Viral! Jisoo Jaga Jarak dari Kakak, Dugaan Skandal Terbongkar

Putus Hubungan Dengan KakaknyaPutus Hubungan Dengan Kakaknya
JISOO BLACKPINK

BANYUMASEKSPRES.ID, Kabar mengenai renggangnya hubungan antara Jisoo, anggota grup musik terkenal BLACKPINK, dan kakaknya, Kim Jung Hoon, kembali mencuri perhatian publik.

Hal ini menyusul munculnya laporan terbaru terkait keputusan signifikan yang diambil Jisoo untuk memutuskan hubungan keluarga dengan sang kakak.
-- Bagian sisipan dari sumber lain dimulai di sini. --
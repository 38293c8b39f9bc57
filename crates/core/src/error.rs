use crate::types::DbId;
use crate::validation::ValidationErrors;

#[derive(Debug, thiserror::Error)]
pub enum CoreError {
    #[error("Entity not found: {entity} with id {id}")]
    NotFound { entity: &'static str, id: DbId },

    #[error("Validation failed: {0}")]
    Validation(String),

    #[error("Conflict: {0}")]
    Conflict(String),

    /// Credentials were presented but rejected.
    #[error("Unauthorized: {0}")]
    Unauthorized(String),

    /// The action needs a signed-in principal and none was supplied.
    #[error("Authentication required")]
    Unauthenticated,

    #[error("Internal error: {0}")]
    Internal(String),
}

impl From<ValidationErrors> for CoreError {
    fn from(errors: ValidationErrors) -> Self {
        CoreError::Validation(errors.to_string())
    }
}
//! User entity model and DTOs.

use qna_core::types::{DbId, Timestamp};
use serde::Serialize;
use sqlx::FromRow;

/// Full user row from the `users` table.
///
/// Contains the password hash -- NEVER serialize this to API responses directly.
/// Use [`UserResponse`] for external-facing output.
#[derive(Debug, Clone, FromRow)]
pub struct User {
    pub id: DbId,
    pub email: String,
    pub password_hash: String,
    pub created_at: Timestamp,
    pub updated_at: Timestamp,
}

/// Safe user representation for API responses (no password hash).
#[derive(Debug, Clone, Serialize)]
pub struct UserResponse {
    pub id: DbId,
    pub email: String,
    pub created_at: Timestamp,
}

impl From<&User> for UserResponse {
    fn from(user: &User) -> Self {
        Self {
            id: user.id,
            email: user.email.clone(),
            created_at: user.created_at,
        }
    }
}

/// DTO for creating a new user. The email must already be normalized.
#[derive(Debug, Clone)]
pub struct CreateUser {
    pub email: String,
    pub password_hash: String,
}
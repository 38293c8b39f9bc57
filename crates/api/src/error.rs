use axum::extract::rejection::JsonRejection;
use axum::http::header::LOCATION;
use axum::http::StatusCode;
use axum::response::{IntoResponse, Response};
use qna_core::error::CoreError;
use qna_db::store::StoreError;
use serde_json::json;

use crate::routes::sign_in_path;

/// Message shown when an action needs a signed-in user.
const SIGN_IN_REQUIRED: &str = "You need to sign in or sign up before continuing.";

/// Application-level error type for HTTP handlers.
///
/// Wraps [`CoreError`] for domain errors and [`StoreError`] for persistence
/// failures, and adds HTTP-specific variants. Implements [`IntoResponse`] to
/// produce consistent JSON error responses.
#[derive(Debug, thiserror::Error)]
pub enum AppError {
    /// A domain-level error from `qna_core`.
    #[error(transparent)]
    Core(#[from] CoreError),

    /// A persistence error from the store.
    #[error(transparent)]
    Store(#[from] StoreError),

    /// A request body that is not the expected JSON.
    #[error(transparent)]
    Body(#[from] JsonRejection),

    /// A bad request with a human-readable message.
    #[error("Bad request: {0}")]
    BadRequest(String),

    /// A path that does not name a record, e.g. a non-numeric id.
    #[error("Not found: {0}")]
    NotFound(String),

    /// An internal error with a human-readable message.
    #[error("Internal error: {0}")]
    InternalError(String),
}

/// Convenience type alias for handler return values.
pub type AppResult<T> = Result<T, AppError>;

impl IntoResponse for AppError {
    fn into_response(self) -> Response {
        let (status, code, message) = match &self {
            // --- CoreError variants ---
            AppError::Core(core) => match core {
                CoreError::NotFound { entity, id } => (
                    StatusCode::NOT_FOUND,
                    "NOT_FOUND",
                    format!("{entity} with id {id} not found"),
                ),
                CoreError::Validation(msg) => {
                    (StatusCode::BAD_REQUEST, "VALIDATION_ERROR", msg.clone())
                }
                CoreError::Conflict(msg) => (StatusCode::CONFLICT, "CONFLICT", msg.clone()),
                CoreError::Unauthorized(msg) => {
                    (StatusCode::UNAUTHORIZED, "UNAUTHORIZED", msg.clone())
                }
                CoreError::Unauthenticated => return sign_in_redirect(),
                CoreError::Internal(msg) => {
                    tracing::error!(error = %msg, "Internal core error");
                    internal()
                }
            },

            // --- Store errors ---
            AppError::Store(err) => classify_store_error(err),

            // --- HTTP-specific errors ---
            AppError::Body(rejection) => {
                (rejection.status(), "INVALID_BODY", rejection.body_text())
            }
            AppError::BadRequest(msg) => (StatusCode::BAD_REQUEST, "BAD_REQUEST", msg.clone()),
            AppError::NotFound(msg) => (StatusCode::NOT_FOUND, "NOT_FOUND", msg.clone()),
            AppError::InternalError(msg) => {
                tracing::error!(error = %msg, "Internal error");
                internal()
            }
        };

        let body = json!({
            "error": message,
            "code": code,
        });

        (status, axum::Json(body)).into_response()
    }
}

/// `303 See Other` to the sign-in endpoint.
fn sign_in_redirect() -> Response {
    let location = sign_in_path();
    let body = json!({
        "error": SIGN_IN_REQUIRED,
        "code": "UNAUTHENTICATED",
        "redirect_to": location,
    });
    (
        StatusCode::SEE_OTHER,
        [(LOCATION, location)],
        axum::Json(body),
    )
        .into_response()
}

fn internal() -> (StatusCode, &'static str, String) {
    (
        StatusCode::INTERNAL_SERVER_ERROR,
        "INTERNAL_ERROR",
        "An internal error occurred".to_string(),
    )
}

/// Classify a store error into an HTTP status, error code, and message.
///
/// - Unique constraint violations map to 409.
/// - Foreign key violations map to 422.
/// - `RowNotFound` maps to 404.
/// - Everything else maps to 500 with a sanitized message.
fn classify_store_error(err: &StoreError) -> (StatusCode, &'static str, String) {
    match err {
        StoreError::UniqueViolation { constraint } => (
            StatusCode::CONFLICT,
            "CONFLICT",
            format!("Duplicate value violates unique constraint: {constraint}"),
        ),
        StoreError::ForeignKeyViolation { constraint } => (
            StatusCode::UNPROCESSABLE_ENTITY,
            "INVALID_REFERENCE",
            format!("Referenced record does not exist: {constraint}"),
        ),
        StoreError::Database(sqlx::Error::RowNotFound) => (
            StatusCode::NOT_FOUND,
            "NOT_FOUND",
            "Resource not found".to_string(),
        ),
        StoreError::Database(other) => {
            tracing::error!(error = %other, "Database error");
            internal()
        }
    }
}
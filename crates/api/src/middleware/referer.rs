use std::convert::Infallible;

use axum::extract::FromRequestParts;
use axum::http::header::REFERER;
use axum::http::request::Parts;
use axum::http::Uri;

/// Path and query of the `Referer` header, if it carries a usable one.
///
/// Scheme and host are dropped so a redirect back never leaves the service.
#[derive(Debug, Clone, Default)]
pub struct Referer(Option<String>);

impl Referer {
    pub fn path(&self) -> Option<&str> {
        self.0.as_deref()
    }

    fn parse(raw: &str) -> Option<String> {
        let uri: Uri = raw.parse().ok()?;
        let path = uri.path_and_query()?.as_str();
        // `//host/...` would be read by clients as another origin.
        (path.starts_with('/') && !path.starts_with("//")).then(|| path.to_string())
    }
}

impl<S: Send + Sync> FromRequestParts<S> for Referer {
    type Rejection = Infallible;

    async fn from_request_parts(parts: &mut Parts, _state: &S) -> Result<Self, Self::Rejection> {
        let referer = parts
            .headers
            .get(REFERER)
            .and_then(|v| v.to_str().ok())
            .and_then(Referer::parse);
        Ok(Referer(referer))
    }
}
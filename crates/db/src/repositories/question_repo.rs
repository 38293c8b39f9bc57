//! Repository for the `questions` table.

use qna_core::question::ValidQuestion;
use qna_core::types::DbId;
use sqlx::PgPool;

use crate::models::question::Question;

/// Column list shared across queries to avoid repetition.
const COLUMNS: &str = "id, title, body, user_id, created_at, updated_at";

/// Provides CRUD operations for questions.
pub struct QuestionRepo;

impl QuestionRepo {
    /// Insert a new question owned by `user_id`, returning the created row.
    pub async fn create(
        pool: &PgPool,
        user_id: DbId,
        input: &ValidQuestion,
    ) -> Result<Question, sqlx::Error> {
        let query = format!(
            "INSERT INTO questions (title, body, user_id)
             VALUES ($1, $2, $3)
             RETURNING {COLUMNS}"
        );
        sqlx::query_as::<_, Question>(&query)
            .bind(input.title())
            .bind(input.body())
            .bind(user_id)
            .fetch_one(pool)
            .await
    }

    /// Find a question by its internal ID.
    pub async fn find_by_id(pool: &PgPool, id: DbId) -> Result<Option<Question>, sqlx::Error> {
        let query = format!("SELECT {COLUMNS} FROM questions WHERE id = $1");
        sqlx::query_as::<_, Question>(&query)
            .bind(id)
            .fetch_optional(pool)
            .await
    }

    /// List all questions in insertion order.
    pub async fn list(pool: &PgPool) -> Result<Vec<Question>, sqlx::Error> {
        let query = format!("SELECT {COLUMNS} FROM questions ORDER BY id");
        sqlx::query_as::<_, Question>(&query).fetch_all(pool).await
    }

    /// Replace the title and body of a question.
    ///
    /// Returns `None` if no row with the given `id` exists.
    pub async fn update(
        pool: &PgPool,
        id: DbId,
        input: &ValidQuestion,
    ) -> Result<Option<Question>, sqlx::Error> {
        let query = format!(
            "UPDATE questions SET title = $2, body = $3, updated_at = NOW()
             WHERE id = $1
             RETURNING {COLUMNS}"
        );
        sqlx::query_as::<_, Question>(&query)
            .bind(id)
            .bind(input.title())
            .bind(input.body())
            .fetch_optional(pool)
            .await
    }

    /// Delete a question by ID. Its answers go with it (`ON DELETE CASCADE`).
    ///
    /// Returns `true` if a row was removed.
    pub async fn delete(pool: &PgPool, id: DbId) -> Result<bool, sqlx::Error> {
        let result = sqlx::query("DELETE FROM questions WHERE id = $1")
            .bind(id)
            .execute(pool)
            .await?;
        Ok(result.rows_affected() > 0)
    }
}
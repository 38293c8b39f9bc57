//! Persistence for users, questions, and answers.
//!
//! - [`models`] -- row structs and DTOs.
//! - [`repositories`] -- zero-sized sqlx repositories over `&PgPool`.
//! - [`store`] -- the [`store::Store`] port handlers depend on, with a
//!   PostgreSQL adapter and an in-memory adapter.

use sqlx::postgres::PgPoolOptions;

pub mod models;
pub mod repositories;
pub mod store;

pub type DbPool = sqlx::PgPool;

/// Create a connection pool from a database URL.
pub async fn create_pool(database_url: &str, max_connections: u32) -> Result<DbPool, sqlx::Error> {
    PgPoolOptions::new()
        .max_connections(max_connections)
        .connect(database_url)
        .await
}

/// Round-trip a trivial query to prove the pool can reach the database.
pub async fn health_check(pool: &DbPool) -> Result<(), sqlx::Error> {
    sqlx::query("SELECT 1").execute(pool).await?;
    Ok(())
}

/// Apply any pending migrations from `db/migrations`.
pub async fn run_migrations(pool: &DbPool) -> Result<(), sqlx::migrate::MigrateError> {
    sqlx::migrate!("../../db/migrations").run(pool).await
}
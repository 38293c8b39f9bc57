//! [`Store`] adapter over a PostgreSQL pool, delegating to the repositories.

use async_trait::async_trait;
use qna_core::answer::ValidAnswer;
use qna_core::question::ValidQuestion;
use qna_core::types::DbId;

use super::{AnswerStore, QuestionStore, Store, StoreError, UserStore};
use crate::models::answer::Answer;
use crate::models::question::Question;
use crate::models::user::{CreateUser, User};
use crate::repositories::{AnswerRepo, QuestionRepo, UserRepo};
use crate::DbPool;

#[derive(Debug, Clone)]
pub struct PgStore {
    pool: DbPool,
}

impl PgStore {
    pub fn new(pool: DbPool) -> Self {
        Self { pool }
    }

    pub fn pool(&self) -> &DbPool {
        &self.pool
    }
}

#[async_trait]
impl UserStore for PgStore {
    async fn create_user(&self, input: &CreateUser) -> Result<User, StoreError> {
        Ok(UserRepo::create(&self.pool, input).await?)
    }

    async fn find_user(&self, id: DbId) -> Result<Option<User>, StoreError> {
        Ok(UserRepo::find_by_id(&self.pool, id).await?)
    }

    async fn find_user_by_email(&self, email: &str) -> Result<Option<User>, StoreError> {
        Ok(UserRepo::find_by_email(&self.pool, email).await?)
    }
}

#[async_trait]
impl QuestionStore for PgStore {
    async fn create_question(
        &self,
        user_id: DbId,
        input: &ValidQuestion,
    ) -> Result<Question, StoreError> {
        Ok(QuestionRepo::create(&self.pool, user_id, input).await?)
    }

    async fn find_question(&self, id: DbId) -> Result<Option<Question>, StoreError> {
        Ok(QuestionRepo::find_by_id(&self.pool, id).await?)
    }

    async fn list_questions(&self) -> Result<Vec<Question>, StoreError> {
        Ok(QuestionRepo::list(&self.pool).await?)
    }

    async fn update_question(
        &self,
        id: DbId,
        input: &ValidQuestion,
    ) -> Result<Option<Question>, StoreError> {
        Ok(QuestionRepo::update(&self.pool, id, input).await?)
    }

    async fn delete_question(&self, id: DbId) -> Result<bool, StoreError> {
        Ok(QuestionRepo::delete(&self.pool, id).await?)
    }
}

#[async_trait]
impl AnswerStore for PgStore {
    async fn create_answer(
        &self,
        question_id: DbId,
        user_id: DbId,
        input: &ValidAnswer,
    ) -> Result<Answer, StoreError> {
        Ok(AnswerRepo::create(&self.pool, question_id, user_id, input).await?)
    }

    async fn find_answer(&self, id: DbId) -> Result<Option<Answer>, StoreError> {
        Ok(AnswerRepo::find_by_id(&self.pool, id).await?)
    }

    async fn list_answers(&self, question_id: DbId) -> Result<Vec<Answer>, StoreError> {
        Ok(AnswerRepo::list_by_question(&self.pool, question_id).await?)
    }

    async fn delete_answer(&self, id: DbId) -> Result<bool, StoreError> {
        Ok(AnswerRepo::delete(&self.pool, id).await?)
    }
}

#[async_trait]
impl Store for PgStore {
    async fn ping(&self) -> Result<(), StoreError> {
        Ok(crate::health_check(&self.pool).await?)
    }
}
Isu ini tidak hanya mengundang perhatian penggemar, tetapi juga memicu perdebatan luas mengenai batasan antara kehidupan pribadi seorang artis dan tanggung jawab moral dalam lingkup keluarga.

Menurut informasi yang beredar, Jisoo telah mengambil keputusan untuk memutuskan hubungan keluarganya sejak Mei 2025.

Langkah ini diambil setelah muncul tuduhan serius terhadap Kim Jung Hoon melalui sebuah unggahan anonim di salah satu komunitas online.

Dalam unggahan tersebut, dikabarkan bahwa kakaknya terlibat dalam tindakan ilegal yang sangat merusak kepercayaan, baik dalam ranah keluarga maupun secara sosial.

Tuduhan tersebut menyebutkan bahwa Kim Jung Hoon diduga telah merekam hubungan seksual tanpa persetujuan dan bahkan menyimpan rekaman serupa dengan beberapa wanita lainnya.

Tindakan semacam ini langsung memicu reaksi keras dari publik Korea Selatan, mengingat pelanggaran privasi adalah suatu tindakan yang tergolong sebagai kejahatan serius.

Sejak isu ini mencuat ke permukaan, hubungan antara Jisoo dan Kim Jung Hoon dikabarkan benar-benar terputus. Tidak ada lagi komunikasi yang terjalin di antara mereka.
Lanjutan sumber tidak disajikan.